Je relevai la tête avec surprise : c’était bien la voix d’une enfant d’Albion ; l’accent était pur, argentin ; s’il avait eu un peu plus d’assurance, on l’aurait pris pour celui d’une jeune fille bien élevée du comté, de Middlesex : et pourtant c’était ma nouvelle élève qui prononçait ainsi, la jeune maîtresse d’ouvrage à l’aiguille, dont la figure n’annonçait pas qu’elle crût avoir fait quelque chose d’extraordinaire ; personne d’ailleurs ne témoignait d’étonnement.
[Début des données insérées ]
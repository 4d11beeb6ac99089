//! Information flow: answers questions from the office knowledge base.
//!
//! No rigid state machine here; the flow runs a resolution loop. Every
//! turn classifies the query into a category, executes one lookup, and
//! appends the result to an audit log. The flow ends itself only when a
//! query resolved and the utterance carries no follow-up indicator.

use async_trait::async_trait;
use tracing::info;

use frontdesk_action::{ActionDirective, NO_INFORMATION};
use frontdesk_core::Timestamp;

use crate::context::FlowContext;
use crate::error::FlowError;
use crate::flow::{Flow, FlowCommand, FlowId, FlowServices, StepOutcome, TurnMetadata};

/// Ordered category keyword sets; first match wins, `general` is the
/// fallback.
const CATEGORY_KEYWORDS: &[(&str, &[&str])] = &[
    ("hours", &["hour", "open", "close", "closing", "opening"]),
    ("location", &["location", "address", "where", "located", "directions"]),
    ("services", &["service", "offer", "provide", "do you do"]),
    ("pricing", &["price", "pricing", "cost", "charge", "fee", "how much"]),
    ("contact", &["contact", "email", "phone number", "fax", "reach you"]),
    ("staff", &["staff", "doctor", "team", "specialist", "who works"]),
    ("policies", &["policy", "policies", "insurance", "cancellation"]),
];

const FOLLOWUP_WORDS: &[&str] = &["also", "and"];
const FOLLOWUP_PHRASES: &[&str] = &["another question", "what about", "one more"];

pub struct InformationFlow {
    services: FlowServices,
}

impl InformationFlow {
    pub fn new(services: FlowServices) -> Self {
        Self { services }
    }

    fn classify_category(utterance: &str) -> &'static str {
        let lower = utterance.to_lowercase();
        for (category, keywords) in CATEGORY_KEYWORDS {
            if keywords.iter().any(|k| lower.contains(k)) {
                return category;
            }
        }
        "general"
    }

    /// Word-level check for "and"/"also" so "Sandy" or "handle" cannot
    /// hold the flow open.
    fn has_followup(utterance: &str) -> bool {
        let lower = utterance.to_lowercase();
        let has_word = lower
            .split(|c: char| !c.is_alphanumeric())
            .any(|w| FOLLOWUP_WORDS.contains(&w));
        has_word || FOLLOWUP_PHRASES.iter().any(|p| lower.contains(p))
    }
}

#[async_trait]
impl Flow for InformationFlow {
    fn id(&self) -> FlowId {
        FlowId::Information
    }

    fn initialize(&mut self, _context: &mut FlowContext) {}

    async fn process(
        &mut self,
        utterance: &str,
        _metadata: &TurnMetadata,
        context: &mut FlowContext,
    ) -> Result<StepOutcome, FlowError> {
        let extracted = self.services.extractor.extract(utterance);
        context.merge_entities(extracted);

        let category = Self::classify_category(utterance);
        if !context.info_data.info_results.is_empty() {
            context
                .info_data
                .followup_queries
                .push(utterance.trim().to_string());
        }
        context.info_data.category = Some(category.to_string());

        let mut directive = ActionDirective::new("lookup_info");
        directive
            .params
            .insert("category".to_string(), category.to_string());
        directive
            .params
            .insert("query".to_string(), utterance.trim().to_string());

        let outcome = self.services.executor.execute(&directive).await;
        let answer = outcome
            .details
            .get("info")
            .cloned()
            .unwrap_or_else(|| outcome.message.clone());

        let resolved = outcome.success && answer != NO_INFORMATION;
        info!(category = %category, resolved, "Information lookup");

        context.scratch.info_result = Some(outcome);
        context.info_data.info_results.push(answer.clone());
        context.info_data.resolved = resolved;

        if !resolved {
            return Ok(StepOutcome::reply(
                "I'm sorry, I don't have that information. Is there anything else you'd like to know?",
            ));
        }
        if Self::has_followup(utterance) {
            Ok(StepOutcome::reply(format!(
                "{} What else would you like to know?",
                answer
            )))
        } else {
            Ok(StepOutcome::finish(answer))
        }
    }

    fn cleanup(&mut self, context: &mut FlowContext) {
        context.info_data.last_updated = Some(Timestamp::now());
    }

    fn resume(&mut self, context: &mut FlowContext) -> FlowCommand {
        if context.info_data.resolved {
            FlowCommand::End
        } else {
            FlowCommand::None
        }
    }
}

#[cfg(test)]
mod tests {
    use super::*;
    use frontdesk_core::FrontdeskConfig;
    use std::sync::Arc;

    fn flow() -> InformationFlow {
        InformationFlow::new(FlowServices::new(Arc::new(FrontdeskConfig::default())))
    }

    async fn step(
        flow: &mut InformationFlow,
        utterance: &str,
        ctx: &mut FlowContext,
    ) -> StepOutcome {
        flow.process(utterance, &TurnMetadata::new(), ctx)
            .await
            .unwrap()
    }

    #[test]
    fn test_category_classification() {
        assert_eq!(InformationFlow::classify_category("What are your hours?"), "hours");
        assert_eq!(
            InformationFlow::classify_category("Where are you located?"),
            "location"
        );
        assert_eq!(
            InformationFlow::classify_category("How much does a visit cost?"),
            "pricing"
        );
        assert_eq!(
            InformationFlow::classify_category("Which doctors are on staff?"),
            "staff"
        );
        assert_eq!(InformationFlow::classify_category("Tell me more"), "general");
    }

    #[test]
    fn test_followup_indicators() {
        assert!(InformationFlow::has_followup("hours and location please"));
        assert!(InformationFlow::has_followup("I also wanted to ask"));
        assert!(InformationFlow::has_followup("what about parking"));
        assert!(!InformationFlow::has_followup("What are your hours?"));
        // Substrings of ordinary words must not count
        assert!(!InformationFlow::has_followup("Sandy can handle it"));
    }

    #[tokio::test]
    async fn test_resolved_query_without_followup_ends_flow() {
        let mut flow = flow();
        let mut ctx = FlowContext::default();
        let outcome = step(&mut flow, "What are your hours?", &mut ctx).await;
        assert_eq!(outcome.command, FlowCommand::End);
        assert!(ctx.info_data.resolved);
        assert_eq!(ctx.info_data.category.as_deref(), Some("hours"));
        assert_eq!(ctx.info_data.info_results.len(), 1);
        assert!(ctx.info_data.followup_queries.is_empty());
    }

    #[tokio::test]
    async fn test_followup_indicator_keeps_flow_open() {
        let mut flow = flow();
        let mut ctx = FlowContext::default();

        let outcome = step(
            &mut flow,
            "What are your hours and where are you located?",
            &mut ctx,
        )
        .await;
        assert_eq!(outcome.command, FlowCommand::None);
        assert!(outcome.response.unwrap().contains("What else"));

        let outcome = step(&mut flow, "where are you located", &mut ctx).await;
        assert_eq!(outcome.command, FlowCommand::End);
        assert_eq!(ctx.info_data.info_results.len(), 2);
        assert_eq!(
            ctx.info_data.followup_queries,
            vec!["where are you located".to_string()]
        );
    }

    #[tokio::test]
    async fn test_unresolved_query_stays_open_with_apology() {
        let mut flow = flow();
        let mut ctx = FlowContext::default();
        let outcome = step(&mut flow, "What are your prices?", &mut ctx).await;
        assert_eq!(outcome.command, FlowCommand::None);
        assert!(!ctx.info_data.resolved);
        assert!(outcome.response.unwrap().contains("don't have that information"));
        // The sentinel still lands in the audit log
        assert_eq!(ctx.info_data.info_results.len(), 1);
        assert_eq!(ctx.info_data.info_results[0], NO_INFORMATION);
    }

    #[tokio::test]
    async fn test_audit_log_is_append_only() {
        let mut flow = flow();
        let mut ctx = FlowContext::default();
        step(&mut flow, "What are your hours and services?", &mut ctx).await;
        let first = ctx.info_data.info_results[0].clone();
        step(&mut flow, "what services do you offer", &mut ctx).await;
        assert_eq!(ctx.info_data.info_results.len(), 2);
        assert_eq!(ctx.info_data.info_results[0], first);
    }

    #[tokio::test]
    async fn test_resume_cascades_end_once_resolved() {
        let mut flow = flow();
        let mut ctx = FlowContext::default();
        ctx.info_data.resolved = true;
        assert_eq!(flow.resume(&mut ctx), FlowCommand::End);

        ctx.info_data.resolved = false;
        assert_eq!(flow.resume(&mut ctx), FlowCommand::None);
    }
}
Mlle Reuter tricotait toujours avec assiduité ; néanmoins, lorsque le paragraphe fut achevé, elle m’honora d’un regard furtif ; sans apprécier complètement l’excellente manière dont lisait Mlle Henri, elle s’était bien aperçue qu’il y avait une énorme différence entre son accent et celui des autres élèves, et elle désirait savoir quelle était l’impression que j’avais pu en ressentir ; mais, cachant ma pensée derrière un masque d’une profonde indifférence, j’ordonnai à l’élève suivante de continuer le passage qui avait été commencé.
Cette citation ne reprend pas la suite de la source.